James dkk. menemukan pada penderita wanita obesitas yang diturunkan berat
badannya ternyata terjadi juga penurunan tekanan darah dan denyut jantung serta pada
pemeriksaan urinenya terdapat peningkatan sisa-sisa metabolisme katekolamin yaitu : 4-
hidroksi 3-metoksi mandelikasid, sehingga timbul pendapat bahwa peningkatan katekolamin
merupakan akibat dari aktivitas saraf simpatis yang meningkat.
Endokrin
Miller dkk. dalam penelitiannya mendapatkan adanya peningkatan kadar insulin dan
aldosteron dalam plasma penderita obesitas. Aldosteron akan mengurangi ekskresi Na
dalam glomeruli, begitu juga insulin pada percobaan binatang dengan jelas mengurangi pula
sekresi Na dalam glomeruli; dalam beberapa hal keadaan ini diperkirakan juga terjadi pada
manusia, sehingga adanya peningkatan insulin dan aldosteron akan menyebabkan retensi
Na dalam darah yang mengakibatkan terjadinya peningkatan volume darah, yang
menyebabkan hipertensi. Para peneliti tersebut di atas semua sepakat bahwa menurunkan
berat badan akan menurunkan tekanan darah dan frekuensi denyut jantung.

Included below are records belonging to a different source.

// Copyright (C) 2026  Caprica Software Limited
//
// This program is free software: you can redistribute it and/or modify
// it under the terms of the GNU General Public License as published by
// the Free Software Foundation, either version 3 of the License, or
// (at your option) any later version.
//
// This program is distributed in the hope that it will be useful,
// but WITHOUT ANY WARRANTY; without even the implied warranty of
// MERCHANTABILITY or FITNESS FOR A PARTICULAR PURPOSE.  See the
// GNU General Public License for more details.
//
// You should have received a copy of the GNU General Public License
// along with this program.  If not, see <https://www.gnu.org/licenses/>.

//! Analog joystick classification.
//!
//! Raw readings are 16-bit ADC values per axis. They are normalised against
//! the calibrated centre into -1.0..=1.0, with a dead zone around the centre,
//! and then classified into one of nine directions. Low raw `y` is north
//! unless the axis is inverted.

use std::fmt;

pub const AXIS_CENTER: u16 = 32768;

const AXIS_MAX: f32 = u16::MAX as f32;

/// Both normalised axes must be inside this radius for the stick to count
/// as centred.
const CENTER_THRESHOLD: f32 = 0.3;

#[derive(Debug, Clone, Copy, PartialEq, Eq, Hash)]
pub enum Direction {
    Center,
    North,
    NorthEast,
    East,
    SouthEast,
    South,
    SouthWest,
    West,
    NorthWest,
}

impl Direction {
    pub fn is_northward(self) -> bool {
        matches!(
            self,
            Direction::North | Direction::NorthEast | Direction::NorthWest
        )
    }

    pub fn is_southward(self) -> bool {
        matches!(
            self,
            Direction::South | Direction::SouthEast | Direction::SouthWest
        )
    }

    pub fn is_eastward(self) -> bool {
        matches!(
            self,
            Direction::East | Direction::NorthEast | Direction::SouthEast
        )
    }

    pub fn is_westward(self) -> bool {
        matches!(
            self,
            Direction::West | Direction::NorthWest | Direction::SouthWest
        )
    }

    fn from_angle(degrees: f32) -> Self {
        match degrees {
            a if (22.5..67.5).contains(&a) => Direction::NorthEast,
            a if (67.5..112.5).contains(&a) => Direction::North,
            a if (112.5..157.5).contains(&a) => Direction::NorthWest,
            a if (157.5..202.5).contains(&a) => Direction::West,
            a if (202.5..247.5).contains(&a) => Direction::SouthWest,
            a if (247.5..292.5).contains(&a) => Direction::South,
            a if (292.5..337.5).contains(&a) => Direction::SouthEast,
            _ => Direction::East,
        }
    }
}

impl fmt::Display for Direction {
    fn fmt(&self, f: &mut fmt::Formatter<'_>) -> fmt::Result {
        let name = match self {
            Direction::Center => "C",
            Direction::North => "N",
            Direction::NorthEast => "NE",
            Direction::East => "E",
            Direction::SouthEast => "SE",
            Direction::South => "S",
            Direction::SouthWest => "SW",
            Direction::West => "W",
            Direction::NorthWest => "NW",
        };
        f.write_str(name)
    }
}

#[derive(Debug, Clone)]
pub struct Joystick {
    center: (u16, u16),
    deadzone: u16,
    invert_x: bool,
    invert_y: bool,
}

impl Joystick {
    pub fn new(deadzone: u16) -> Self {
        Self {
            center: (AXIS_CENTER, AXIS_CENTER),
            deadzone,
            invert_x: false,
            invert_y: false,
        }
    }

    pub fn with_inversion(mut self, invert_x: bool, invert_y: bool) -> Self {
        self.invert_x = invert_x;
        self.invert_y = invert_y;
        self
    }

    /// Takes `raw` as the resting position of the stick.
    pub fn calibrate(&mut self, raw: (u16, u16)) {
        self.center = raw;
    }

    pub fn center(&self) -> (u16, u16) {
        self.center
    }

    pub fn normalized(&self, raw: (u16, u16)) -> (f32, f32) {
        (
            self.normalize_axis(raw.0, self.center.0, self.invert_x),
            self.normalize_axis(raw.1, self.center.1, self.invert_y),
        )
    }

    pub fn direction(&self, raw: (u16, u16)) -> Direction {
        let (x, y) = self.normalized(raw);
        if x.abs() < CENTER_THRESHOLD && y.abs() < CENTER_THRESHOLD {
            return Direction::Center;
        }
        Direction::from_angle(heading(x, y))
    }

    /// Heading in degrees, 0 east and 90 north, or `None` when centred.
    pub fn angle(&self, raw: (u16, u16)) -> Option<f32> {
        let (x, y) = self.normalized(raw);
        if x == 0.0 && y == 0.0 {
            return None;
        }
        Some(heading(x, y))
    }

    /// Deflection from centre, 0.0..=1.0.
    pub fn distance(&self, raw: (u16, u16)) -> f32 {
        let (x, y) = self.normalized(raw);
        x.hypot(y).min(1.0)
    }

    fn normalize_axis(&self, raw: u16, center: u16, invert: bool) -> f32 {
        let center = f32::from(center);
        let offset = f32::from(raw) - center;
        if offset.abs() < f32::from(self.deadzone) {
            return 0.0;
        }
        let span = if offset < 0.0 { center } else { AXIS_MAX - center };
        if span <= 0.0 {
            return 0.0;
        }
        let value = (offset / span).clamp(-1.0, 1.0);
        if invert { -value } else { value }
    }
}

impl Default for Joystick {
    fn default() -> Self {
        Self::new(3000)
    }
}

fn heading(x: f32, y: f32) -> f32 {
    let degrees = (-y).atan2(x).to_degrees();
    if degrees < 0.0 {
        degrees + 360.0
    } else {
        degrees
    }
}

#[cfg(test)]
mod tests {
    use super::*;

    #[test]
    fn test_centered_stick_is_center() {
        let stick = Joystick::default();
        assert_eq!(stick.direction((AXIS_CENTER, AXIS_CENTER)), Direction::Center);
        assert_eq!(stick.angle((AXIS_CENTER, AXIS_CENTER)), None);
        assert_eq!(stick.distance((AXIS_CENTER, AXIS_CENTER)), 0.0);
    }

    #[test]
    fn test_deadzone_swallows_small_deflection() {
        let stick = Joystick::default();
        assert_eq!(stick.normalized((AXIS_CENTER + 2000, AXIS_CENTER)), (0.0, 0.0));
    }

    #[test]
    fn test_cardinal_directions() {
        let stick = Joystick::default();
        assert_eq!(stick.direction((AXIS_CENTER, 0)), Direction::North);
        assert_eq!(stick.direction((AXIS_CENTER, u16::MAX)), Direction::South);
        assert_eq!(stick.direction((u16::MAX, AXIS_CENTER)), Direction::East);
        assert_eq!(stick.direction((0, AXIS_CENTER)), Direction::West);
    }

    #[test]
    fn test_diagonals() {
        let stick = Joystick::default();
        assert_eq!(stick.direction((0, 0)), Direction::NorthWest);
        assert_eq!(stick.direction((u16::MAX, 0)), Direction::NorthEast);
        assert_eq!(stick.direction((u16::MAX, u16::MAX)), Direction::SouthEast);
        assert_eq!(stick.direction((0, u16::MAX)), Direction::SouthWest);
    }

    #[test]
    fn test_inverted_y_swaps_north_and_south() {
        let stick = Joystick::default().with_inversion(false, true);
        assert_eq!(stick.direction((AXIS_CENTER, 0)), Direction::South);
        assert_eq!(stick.direction((AXIS_CENTER, u16::MAX)), Direction::North);
    }

    #[test]
    fn test_calibration_moves_center() {
        let mut stick = Joystick::default();
        stick.calibrate((30000, 30000));
        assert_eq!(stick.direction((30000, 30000)), Direction::Center);
        assert_eq!(stick.direction((30000, 0)), Direction::North);
    }

    #[test]
    fn test_inversion_applies_after_calibration() {
        let mut stick = Joystick::default().with_inversion(false, true);
        stick.calibrate((30000, 30000));
        assert_eq!(stick.direction((30000, 30000)), Direction::Center);
        assert_eq!(stick.direction((30000, 0)), Direction::South);
    }

    #[test]
    fn test_angle_and_distance_at_full_deflection() {
        let stick = Joystick::default();
        let angle = stick.angle((AXIS_CENTER, 0)).unwrap();
        assert!((angle - 90.0).abs() < 0.5);
        assert!((stick.distance((u16::MAX, AXIS_CENTER)) - 1.0).abs() < 1e-3);
    }
}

Ada pula yang mengatakan bahwa pada penderita obesitas diabetik, kelainan dasarnya
adalah gangguan keseimbangan kinetik sekresi insulin. Sekresi insulin terlambat sehingga
kadar glukosa darah tidak dapat dikontrol secara teratur dan terdapat peningkatan sekresi
insulin sehingga cenderung terjadi hiperinsulinisme yang disertai dengan peningkatan
resistensi insulin. Kecuali itu, hiperglikemi dan hiperinsulinemi dapat pula disebabkan oleh
karena kualitas insulin yang abnormal, adanya produk/ hormon yang bersi fat antagonis
terhadap insulin atau berkurangnya jumlah reseptor yang sensitif pada membran sel.
Pada penderita obesitas terdapat timbunan lemak pada rongga dada dan rongga
perutnya sehingga akan menyebabkan gangguan proses pernafasan; oleh karena itu pada
obesitas cenderung terjadi penurunan kapasitas pant yang akan mengakibatkan penurunan
fungsi paru. Kelainan ini bila dalam keadaan berat dengan tanda-tanda somnolen dan
hipoventilasi disebut dengan Pickwickian syndrome. Keadaan ini akan menghilang bila
penderita menurunkan berat badannya.
Setiap peningkatan berat badan lebih dari normal akan menimbulkan beban yang
berlebihan pada sendi penyangga berat badan, dan ini cenderung menyebabkan trauma
ringan tetapi terus-menerus dan akan berakhir menjadi osteoartrosis (OA) baik primer
ataupun sekunder.
Engel dalam penelitiannya atas populasi penduduk yang dibagi menjadi 4 grup, ternyata
grup yang mempunyai berat badan berlebihan dengan umur makin tua cenderung lebih
cepat menderita OA. Sendi yang terkena adalah sendi penyangga berat badan yaitu
punggung, pangkal paha, lutut dan pergelangan kaki.